La première grande parade militaire organisée à Washington depuis plus de trois décennies s’est tenue sous haute tension, dans un climat alourdi par le meurtre d’une élue du Minnesota. La journée a illustré les profondes divisions qui traversent les États-Unis.
Washington a été le théâtre, samedi 14 juin 2025, d’un événement hors norme : une parade militaire d’envergure, la première depuis 1991, marquant un moment fort du mandat de Donald Trump. Ce défilé a rassemblé près de 7 000 soldats, appuyés par environ 150 véhicules militaires et survolés par une cinquantaine d’avions. L’initiative, estimée à un coût de 45 millions de dollars, a attiré des centaines de milliers de spectateurs venus assister à cette démonstration de force au cœur de la capitale américaine.

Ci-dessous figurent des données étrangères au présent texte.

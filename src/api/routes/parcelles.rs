use actix_web::{delete, get, post, put, web, HttpResponse};
use uuid::Uuid;

use crate::api::routes::AuthenticatedUser;
use crate::domain::parcelle::{NewParcelle, ParcelleUpdate};
use crate::infrastructure::error::AppResult;
use crate::AppState;

#[get("/parcelles")]
pub async fn list_parcelles(
    user: AuthenticatedUser,
    state: web::Data<AppState>,
) -> AppResult<HttpResponse> {
    let parcelles = state.parcelles().list(user.id).await?;
    Ok(HttpResponse::Ok().json(parcelles))
}

#[post("/parcelles")]
pub async fn create_parcelle(
    user: AuthenticatedUser,
    data: web::Json<NewParcelle>,
    state: web::Data<AppState>,
) -> AppResult<HttpResponse> {
    let parcelle = state.parcelles().create(user.id, data.into_inner()).await?;
    Ok(HttpResponse::Created().json(parcelle))
}

#[get("/parcelles/{id}")]
pub async fn get_parcelle(
    user: AuthenticatedUser,
    path: web::Path<Uuid>,
    state: web::Data<AppState>,
) -> AppResult<HttpResponse> {
    let parcelle = state.parcelles().get(user.id, path.into_inner()).await?;
    Ok(HttpResponse::Ok().json(parcelle))
}

#[put("/parcelles/{id}")]
pub async fn update_parcelle(
    user: AuthenticatedUser,
    path: web::Path<Uuid>,
    update: web::Json<ParcelleUpdate>,
    state: web::Data<AppState>,
) -> AppResult<HttpResponse> {
    let parcelle = state
        .parcelles()
        .update(user.id, path.into_inner(), update.into_inner())
        .await?;
    Ok(HttpResponse::Ok().json(parcelle))
}

#[delete("/parcelles/{id}")]
pub async fn delete_parcelle(
    user: AuthenticatedUser,
    path: web::Path<Uuid>,
    state: web::Data<AppState>,
) -> AppResult<HttpResponse> {
    state.parcelles().delete(user.id, path.into_inner()).await?;
    Ok(HttpResponse::NoContent().finish())
}

#[cfg(test)]
mod tests {
    use actix_web::{test, App};
    use serde_json::json;

    use crate::api::test_support::{bearer, test_state};
    use crate::infrastructure::database::test_support::seed_user;

    #[actix_web::test]
    async fn parcelle_crud_flow() {
        let state = test_state().await;
        let alice = seed_user(&state.db, "alice").await;
        let auth = bearer(&state, alice.id);
        let app = test::init_service(
            App::new()
                .app_data(actix_web::web::Data::new(state))
                .configure(crate::api::config),
        )
        .await;

        let req = test::TestRequest::post()
            .uri("/api/v1/parcelles")
            .insert_header(("Authorization", auth.clone()))
            .set_json(json!({"numero": "LX-001", "transporteur": "Colissimo", "poids_grammes": 2000.0, "prix_total": 40.0}))
            .to_request();
        let resp = test::call_service(&app, req).await;
        assert_eq!(resp.status(), 201);
        let created: serde_json::Value = test::read_body_json(resp).await;
        assert_eq!(created["prix_par_gramme"], 0.02);
        assert_eq!(created["statut"], "en_attente");
        let id = created["id"].as_str().unwrap().to_string();

        let req = test::TestRequest::put()
            .uri(&format!("/api/v1/parcelles/{}", id))
            .insert_header(("Authorization", auth.clone()))
            .set_json(json!({"prix_total": 60.0, "statut": "livree"}))
            .to_request();
        let updated: serde_json::Value = test::call_and_read_body_json(&app, req).await;
        assert_eq!(updated["prix_par_gramme"], 0.03);
        assert_eq!(updated["statut"], "livree");

        let req = test::TestRequest::get()
            .uri("/api/v1/parcelles")
            .insert_header(("Authorization", auth.clone()))
            .to_request();
        let list: Vec<serde_json::Value> = test::call_and_read_body_json(&app, req).await;
        assert_eq!(list.len(), 1);

        let req = test::TestRequest::delete()
            .uri(&format!("/api/v1/parcelles/{}", id))
            .insert_header(("Authorization", auth.clone()))
            .to_request();
        assert_eq!(test::call_service(&app, req).await.status(), 204);

        let req = test::TestRequest::get()
            .uri(&format!("/api/v1/parcelles/{}", id))
            .insert_header(("Authorization", auth))
            .to_request();
        assert_eq!(test::call_service(&app, req).await.status(), 404);
    }

    #[actix_web::test]
    async fn duplicate_numero_and_bad_id() {
        let state = test_state().await;
        let alice = seed_user(&state.db, "alice").await;
        let auth = bearer(&state, alice.id);
        let app = test::init_service(
            App::new()
                .app_data(actix_web::web::Data::new(state))
                .configure(crate::api::config),
        )
        .await;

        let body = json!({"numero": "LX-002", "transporteur": "DHL", "poids_grammes": 500.0, "prix_total": 10.0});
        for expected in [201, 409] {
            let req = test::TestRequest::post()
                .uri("/api/v1/parcelles")
                .insert_header(("Authorization", auth.clone()))
                .set_json(&body)
                .to_request();
            assert_eq!(test::call_service(&app, req).await.status(), expected);
        }

        let req = test::TestRequest::get()
            .uri("/api/v1/parcelles/pas-un-uuid")
            .insert_header(("Authorization", auth))
            .to_request();
        assert_eq!(test::call_service(&app, req).await.status(), 400);
    }
}
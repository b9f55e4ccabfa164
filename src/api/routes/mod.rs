pub mod auth;
pub mod captcha;
pub mod integrations;
pub mod market;
pub mod middleware;
pub mod parcelles;
pub mod produits;
pub mod statistics;
pub mod superbuy;

pub use middleware::AuthenticatedUser;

Ce jour marquait aussi les 79 ans du président Donald Trump, qui souhaitait célébrer son anniversaire par ce défilé symbolique. Cependant, les festivités ont été ternies par un drame survenu dans le Minnesota : Melissa Hortman, élue locale de 55 ans et figure démocrate, a été assassinée à son domicile avec son mari. Les autorités parlent d’un acte de violence politique délibérée. Le gouverneur Tim Walz a dénoncé un climat dangereux alimenté par les divisions idéologiques. Un autre couple d’élus a également été grièvement blessé lors d’une attaque similaire.
Face à cette tragédie, Donald Trump a rapidement condamné des actes qu’il a qualifiés de « terribles » et promis des réponses fermes. L’enquête se poursuit activement tandis que le suspect reste en fuite.
Dans ce contexte déjà tendu, la journée a aussi été marquée par un vaste mouvement de protestation baptisé No Kings. Près de 2 000 rassemblements étaient organisés à travers les 50 États pour dénoncer ce que les organisateurs qualifient de « dérive autoritaire » et la « militarisation de la démocratie américaine ». À New York, malgré la pluie, des dizaines de milliers de manifestants ont investi la 5e Avenue, scandant des slogans appelant au départ de Donald Trump. À Los Angeles, des marches ont dénoncé les violences envers les immigrés, sous la surveillance de la Garde nationale, déployée pour prévenir les débordements.
À Washington, les forces de l’ordre avaient érigé des kilomètres de barrières de sécurité pour contenir les rassemblements. Le président Donald Trump a salué une « vue magnifique » et s’est réjoui de la réussite de l’événement, malgré les critiques. Il a déclaré vouloir répondre « avec force » aux manifestants qualifiés par lui de « gens qui détestent notre pays », tout en réaffirmant son soutien aux manifestations pacifiques, selon la Maison Blanche.
Enfin, dans un contexte international tendu, Donald Trump a échangé dans la matinée avec Vladimir Poutine, abordant notamment les tensions entre Israël et l’Iran. Le président russe en a profité pour lui adresser ses vœux d’anniversaire.